La reina Amelia se acercó con firmeza.
—Prepárate todo para que Biel pueda partir hacia Lunarys en cuanto despierte. Será lo primero que hará. No queremos que se desespere, debemos apoyarlo. Ayudaremos en todo lo necesario.
Los soldados que custodiaban la puerta asintieron y partieron de inmediato a cumplir las órdenes, moviéndose con la prisa de quienes entienden que el tiempo es un enemigo silencioso.
En otro plano, en las profundidades oníricas de la conciencia, Biel flotaba en un mar de oscuridad. No había arriba ni abajo, solo un vacío infinito donde los pensamientos eran ecos lejanos y las memorias titilaban como estrellas moribundas.
Pero en ese abismo, una figura emergió como una isla en mitad de la tormenta.
Monsfil.
El Rey Demonio de la Destrucción Eterna lo observaba con una mezcla de orgullo y preocupación. Su silueta era imponente, envuelta en un aura crepitante de energía antigua y caos contenido.
—Portador... por fin despiertas —dijo con voz grave, tan profunda que hacía vibrar el aire a su alrededor.
Biel abrió los ojos lentamente, desorientado.
—¿Qué me pasó...? ¿Qué hago aquí...? ¡Deberías estar en Lunarys!
Monsfil alzó una mano calmada, como si pudiera detener una avalancha con un gesto.
—Por favor, tranquilízate, joven portador. Sufriste un percance. Alguien te sumió en un sueño profundo, como parte de un plan que te involucraba a ti... ya Lunarys.
Los ojos de Biel se abrieron como brasas encendidas.
—¡¿Alguien me durmió?! ¡¿Por qué?! ¡¿Quién fue?!

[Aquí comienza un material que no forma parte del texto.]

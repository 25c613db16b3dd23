//! Arithmetic transformer configuration

use tally_config::TransformerInstanceConfig;
use tally_protocol::SampleType;

use crate::Expression;

#[cfg(test)]
#[path = "config_test.rs"]
mod tests;

/// Configuration for the arithmetic transformer
#[derive(Debug, Clone)]
pub struct ArithmeticConfig {
    pub enabled: bool,

    /// Expression over `$(meter)` references; at least one is required
    pub expression: Expression,

    /// Name of the derived meter
    pub target_name: String,

    /// Unit of the derived meter (default: empty)
    pub target_unit: String,

    /// Type of the derived meter (default: gauge)
    pub target_type: SampleType,

    /// Also forward the referenced input samples (default: false)
    pub passthrough: bool,
}

impl ArithmeticConfig {
    /// Create a config, rejecting expressions without meter references
    pub fn new(expression: &str, target_name: impl Into<String>) -> Result<Self, String> {
        let expression = Expression::parse_referencing(expression)
            .map_err(|e| format!("expression '{expression}': {e}"))?;
        let config = Self {
            enabled: true,
            expression,
            target_name: target_name.into(),
            target_unit: String::new(),
            target_type: SampleType::Gauge,
            passthrough: false,
        };
        config.validate()?;
        Ok(config)
    }

    #[must_use]
    pub fn with_unit(mut self, unit: impl Into<String>) -> Self {
        self.target_unit = unit.into();
        self
    }

    #[must_use]
    pub fn with_type(mut self, sample_type: SampleType) -> Self {
        self.target_type = sample_type;
        self
    }

    #[must_use]
    pub fn with_passthrough(mut self, passthrough: bool) -> Self {
        self.passthrough = passthrough;
        self
    }

    /// Validate configuration
    pub fn validate(&self) -> Result<(), String> {
        if self.target_name.is_empty() {
            return Err("target_name must not be empty".to_string());
        }
        if self.expression.references().is_empty() {
            return Err("expression must reference at least one meter".to_string());
        }
        if self.expression.references_meter(&self.target_name) {
            return Err(format!(
                "expression references its own target '{}'",
                self.target_name
            ));
        }
        Ok(())
    }
}

impl TryFrom<&TransformerInstanceConfig> for ArithmeticConfig {
    type Error = String;

    fn try_from(config: &TransformerInstanceConfig) -> Result<Self, Self::Error> {
        let expression = config
            .get_str("expression")
            .ok_or("arithmetic transformer requires 'expression'")?;
        let target_name = config
            .get_str("target_name")
            .ok_or("arithmetic transformer requires 'target_name'")?;

        let mut arithmetic = ArithmeticConfig::new(expression, target_name)?;
        arithmetic.enabled = config.enabled;

        if let Some(unit) = config.get_str("target_unit") {
            arithmetic.target_unit = unit.to_string();
        }
        if let Some(ty) = config.get_str("target_type") {
            arithmetic.target_type = ty.parse().map_err(|e| format!("target_type: {e}"))?;
        }
        if let Some(passthrough) = config.get_bool("passthrough") {
            arithmetic.passthrough = passthrough;
        }

        Ok(arithmetic)
    }
}
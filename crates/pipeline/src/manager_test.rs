use std::str::FromStr;
use std::sync::{Arc, Barrier};
use std::thread;

use tally_config::{Config, PipelineConfig, PipelineKind, PipelinesConfig, TransformerInstanceConfig};
use tally_metrics::PipelineMetricsProvider;
use tally_protocol::{Datum, Event, Sample, SampleType, Utc};
use tally_sinks::{MemoryDispatcher, PublisherSink, SinkOptions, default_registry as dispatchers};
use tally_transform::{
    NoopFactory, TransformResult, Transformer, TransformerFactory, TransformerRegistry,
    default_registry,
};

use super::*;

fn sample(name: &str, value: f64) -> Datum {
    Sample::new(name, SampleType::Gauge, "%", value, "vm-1", Utc::now()).into()
}

fn sink_set(names: &[&str]) -> SinkSet {
    let mut set = SinkSet::new();
    for name in names {
        let sink = PublisherSink::new(*name, Arc::new(MemoryDispatcher::new()), SinkOptions::default());
        set.insert(Arc::new(sink)).unwrap();
    }
    set
}

fn queued_items(manager: &PipelineManager, sink: &str) -> usize {
    manager
        .sinks()
        .get(sink)
        .unwrap()
        .queued()
        .iter()
        .map(|b| b.len())
        .sum()
}

fn pipelines(entries: Vec<(&str, PipelineConfig)>) -> PipelinesConfig {
    let mut config = PipelinesConfig::default();
    for (name, pipeline) in entries {
        config.insert(name, pipeline);
    }
    config
}

fn manager_with(sinks: &[&str], config: PipelinesConfig) -> PipelineManager {
    let manager = PipelineManager::new(sink_set(sinks), default_registry());
    manager.reload(&config).unwrap();
    manager
}

#[test]
fn test_new_manager_starts_empty() {
    let manager = PipelineManager::new(sink_set(&["store"]), default_registry());
    assert_eq!(manager.generation().number(), 0);
    let report = manager.dispatch(sample("cpu", 1.0));
    assert_eq!(report.matched, 0);
    assert_eq!(manager.metrics().snapshot().unmatched, 1);
}

#[test]
fn test_dispatch_fans_out_to_matching_pipelines() {
    let manager = manager_with(
        &["a", "b"],
        pipelines(vec![
            ("cpu", PipelineConfig::new(["cpu*"], ["a"])),
            ("everything", PipelineConfig::new(["*"], ["b"])),
            ("memory", PipelineConfig::new(["memory"], ["a"])),
        ]),
    );

    let report = manager.dispatch(sample("cpu_util", 3.0));
    assert_eq!(report.matched, 2);
    assert_eq!(report.dropped, 0);
    assert_eq!(queued_items(&manager, "a"), 1);
    assert_eq!(queued_items(&manager, "b"), 1);

    let snapshot = manager.metrics_handle().pipeline_snapshot();
    assert_eq!(snapshot.dispatched, 1);
    assert_eq!(snapshot.matched, 2);
}

#[test]
fn test_chain_failure_in_one_pipeline_spares_the_other() {
    let ratio = PipelineConfig::new(["a", "b"], ["derived"]).with_transformer(
        TransformerInstanceConfig::new("arithmetic")
            .with_option("expression", "$(a) / ($(a) + $(b))")
            .with_option("target_name", "ratio"),
    );
    let manager = manager_with(
        &["derived", "raw"],
        pipelines(vec![
            ("ratio", ratio),
            ("raw", PipelineConfig::new(["a", "b"], ["raw"])),
        ]),
    );

    manager.dispatch(sample("a", 1.0));
    let report = manager.dispatch(sample("b", -1.0));

    assert_eq!(report.matched, 2);
    assert_eq!(report.dropped, 1);
    assert_eq!(queued_items(&manager, "derived"), 0);
    assert_eq!(queued_items(&manager, "raw"), 2);
    assert_eq!(manager.metrics().snapshot().chain_errors, 1);
}

#[test]
fn test_events_routed_to_event_pipelines_only() {
    let manager = manager_with(
        &["store", "samples"],
        pipelines(vec![
            (
                "events",
                PipelineConfig::new(["compute.*"], ["store"]).with_kind(PipelineKind::Event),
            ),
            ("all_samples", PipelineConfig::new(["*"], ["samples"])),
        ]),
    );

    let event: Datum = Event::new("compute.instance.create", "m-1", Utc::now()).into();
    let report = manager.dispatch(event);
    assert_eq!(report.matched, 1);
    assert_eq!(queued_items(&manager, "store"), 1);
    assert_eq!(queued_items(&manager, "samples"), 0);
}

#[test]
fn test_reload_swaps_generation() {
    let manager = manager_with(&["a", "b"], pipelines(vec![("cpu", PipelineConfig::new(["cpu"], ["a"]))]));
    assert_eq!(manager.generation().number(), 1);

    let report = manager
        .reload(&pipelines(vec![("cpu", PipelineConfig::new(["cpu"], ["b"]))]))
        .unwrap();
    assert_eq!(report.generation, 2);
    assert_eq!(report.pipelines, 1);

    manager.dispatch(sample("cpu", 1.0));
    assert_eq!(queued_items(&manager, "a"), 0);
    assert_eq!(queued_items(&manager, "b"), 1);

    let snapshot = manager.metrics().snapshot();
    assert_eq!(snapshot.reloads, 2);
    assert_eq!(snapshot.generation, 2);
}

#[test]
fn test_invalid_reload_keeps_running_generation() {
    let manager = manager_with(&["a"], pipelines(vec![("cpu", PipelineConfig::new(["cpu"], ["a"]))]));

    let err = manager
        .reload(&pipelines(vec![("cpu", PipelineConfig::new(["cpu"], ["missing"]))]))
        .unwrap_err();
    assert!(err.to_string().contains("unknown sink 'missing'"));
    assert_eq!(manager.generation().number(), 1);

    manager.dispatch(sample("cpu", 1.0));
    assert_eq!(queued_items(&manager, "a"), 1);
}

#[test]
fn test_event_pipeline_with_transformers_rejected() {
    let manager = PipelineManager::new(sink_set(&["a"]), default_registry());
    let bad = PipelineConfig::new(["*"], ["a"])
        .with_kind(PipelineKind::Event)
        .with_transformer(TransformerInstanceConfig::new("noop"));
    assert!(manager.reload(&pipelines(vec![("events", bad)])).is_err());
}

#[test]
fn test_reload_flushes_retired_generation() {
    let summing = PipelineConfig::new(["requests"], ["store"])
        .with_transformer(TransformerInstanceConfig::new("aggregator").with_option("function", "sum"));
    let manager = manager_with(&["store"], pipelines(vec![("sum", summing)]));

    manager.dispatch(sample("requests", 2.0));
    manager.dispatch(sample("requests", 5.0));
    assert_eq!(queued_items(&manager, "store"), 0);

    let report = manager
        .reload(&pipelines(vec![("sum", PipelineConfig::new(["requests"], ["store"]))]))
        .unwrap();
    assert_eq!(report.flushed.samples, 1);

    let batches = manager.sinks().get("store").unwrap().queued();
    let total = batches[0].samples().next().unwrap();
    assert_eq!(total.volume, 7.0);
}

#[test]
fn test_flush_all_reports_incomplete_arithmetic() {
    let ratio = PipelineConfig::new(["a", "b"], ["store"]).with_transformer(
        TransformerInstanceConfig::new("arithmetic")
            .with_option("expression", "$(a) + $(b)")
            .with_option("target_name", "sum"),
    );
    let manager = manager_with(&["store"], pipelines(vec![("ratio", ratio)]));

    manager.dispatch(sample("a", 1.0));
    let report = manager.flush_all();
    assert_eq!(report.errors, 1);
    assert_eq!(report.samples, 0);

    // cache cleared; the next flush is clean
    assert_eq!(manager.flush_all().errors, 0);
    assert_eq!(manager.metrics().snapshot().flush_errors, 1);
}

#[test]
fn test_from_config() {
    let config = Config::from_str(
        r#"
[sinks.store]
url = "memory://"

[pipelines.cpu]
sources = ["cpu*"]
sinks = ["store"]
"#,
    )
    .unwrap();
    let manager = PipelineManager::from_config(&config, &dispatchers(), default_registry()).unwrap();
    assert_eq!(manager.generation().number(), 1);
    assert_eq!(manager.generation().names(), vec!["cpu"]);
    assert_eq!(manager.metrics().snapshot().reloads, 0);
    assert!(manager.dispatch(sample("cpu_util", 1.0)).matched == 1);
}

/// Holds the first sample until the test releases it
struct Gate {
    entered: Arc<Barrier>,
    release: Arc<Barrier>,
}

impl Transformer for Gate {
    fn transform(&mut self, sample: Sample) -> TransformResult<Vec<Sample>> {
        self.entered.wait();
        self.release.wait();
        Ok(vec![sample])
    }

    fn name(&self) -> &'static str {
        "gate"
    }
}

struct GateFactory {
    entered: Arc<Barrier>,
    release: Arc<Barrier>,
}

impl TransformerFactory for GateFactory {
    fn create(&self, _config: &TransformerInstanceConfig) -> TransformResult<Box<dyn Transformer>> {
        Ok(Box::new(Gate {
            entered: Arc::clone(&self.entered),
            release: Arc::clone(&self.release),
        }))
    }

    fn name(&self) -> &'static str {
        "gate"
    }
}

#[test]
fn test_in_flight_item_finishes_on_old_generation() {
    let entered = Arc::new(Barrier::new(2));
    let release = Arc::new(Barrier::new(2));
    let mut transformers = TransformerRegistry::new();
    transformers.register(
        "gate",
        GateFactory {
            entered: Arc::clone(&entered),
            release: Arc::clone(&release),
        },
    );
    transformers.register("noop", NoopFactory);

    let manager = Arc::new(PipelineManager::new(sink_set(&["store"]), transformers));
    let with_stage = |stage: &str| {
        pipelines(vec![(
            "cpu",
            PipelineConfig::new(["cpu"], ["store"]).with_transformer(TransformerInstanceConfig::new(stage)),
        )])
    };
    manager.reload(&with_stage("gate")).unwrap();

    let worker = {
        let manager = Arc::clone(&manager);
        thread::spawn(move || manager.dispatch(sample("cpu", 1.0)))
    };
    entered.wait();

    let reloader = {
        let manager = Arc::clone(&manager);
        let config = with_stage("noop");
        thread::spawn(move || manager.reload(&config).unwrap())
    };
    while manager.generation().number() != 2 {
        thread::yield_now();
    }

    // new items use the new generation while the old one is still busy
    let fresh = manager.dispatch(sample("cpu", 2.0));
    assert_eq!(fresh.generation, 2);
    assert_eq!(fresh.matched, 1);

    release.wait();
    let in_flight = worker.join().unwrap();
    assert_eq!(in_flight.generation, 1);
    assert_eq!(in_flight.matched, 1);
    assert_eq!(reloader.join().unwrap().generation, 2);

    // each item delivered exactly once
    assert_eq!(queued_items(&manager, "store"), 2);
}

Monsfil ladeó la cabeza, con una mueca tumba.
—Lo hizo Adalcácer. Uno de los Ocho Males de Molpiur. Es el portador del Sueño Eterno. Ellos estaban tramando algo... pero gracias a Kael, fue expulsado de tu mente. Sus aviones fueron destruidos. No creo que interfieran de nuevo... al menos no por ahora.
Biel bajó la cabeza, sus puños apretados con furia contenida.
—Entonces... debo encargarse de él y los otros Males... pero ahora no es el momento. Domia está atacando a Lunarys. Tengo que regresar. ¡No puedo perder tiempo!
Monsfil avanzando con una sombra de aprobación.
—Bien dicho. Ellos pueden esperar. Domia es la prioridad. Tus amigos te necesitan. La batalla ha comenzado y tú... eres la clave para cambiar el destino de este mundo.
Biel levantó la mirada, sus ojos ahora como carbones ardientes.
—Gracias por tu poder, Monsfil... y por tus enseñanzas.
El Rey Demonio sonó, y por un instante, en ese rostro marcado por la destrucción, hubo un destello de ternura.
—No tienes que agradecerme. Eres mi sucesor, portador de mi herencia. Si alguien puede desafiar a Domia... eres tú.
Biel dio un paso al frente, y las sombras de su subconsciente comenzaron a disiparse como niebla ante el amanecer.
—Entonces... yo voy. Tengo que despertar. ¡Mis amigos me esperan!
Monsfil asintió solemnemente.
—Cuídate, joven... y haz temblar la tierra con tu regreso.
Un vendaval de luz envolvió a Biel mientras su cuerpo desaparecía de ese mundo interior. El sueño había terminado. El guerrero despertaba.
Y con su despertar, el campo de batalla volvería a arder.
En la tienda de antigüedades, todos los excompañeros se pusieron de pie. Las pantallas comenzaron a titilar, como si anunciaran la llegada de un cometa imposible de detener.